**GOAL OF THE EXERCISE:** The records are to be repeated in full. Every line must match.

**DATA RECORDS:**
- - - - -

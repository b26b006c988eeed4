//! Outbound WhatsApp gateway clients.
//!
//! Provider-agnostic sending behind [`engine::MessageSender`]: the engine
//! hands over `(customer_key, text)` and a gateway client delivers it.
//! Send failures are logged by the caller and never retried here; recorded
//! conversation state is never rolled back because a send failed.

mod error;
mod evolution;
mod waha;

pub use error::TransportError;
pub use evolution::{EvolutionClient, EvolutionConfig};
pub use waha::{WahaClient, WahaConfig};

- - - - -

**WRITTEN SOLUTION:**
repository b26b006c988eeed4
//! Outbound WhatsApp gateway clients.
//!
//! Provider-agnostic sending behind [`engine::MessageSender`]: the engine
//! hands over `(customer_key, text)` and a gateway client delivers it.
//! Send failures are logged by the caller and never retried here; recorded
//! conversation state is never rolled back because a send failed.

mod error;
mod evolution;
mod waha;

pub use error::TransportError;
pub use evolution::{EvolutionClient, EvolutionConfig};
pub use waha::{WahaClient, WahaConfig};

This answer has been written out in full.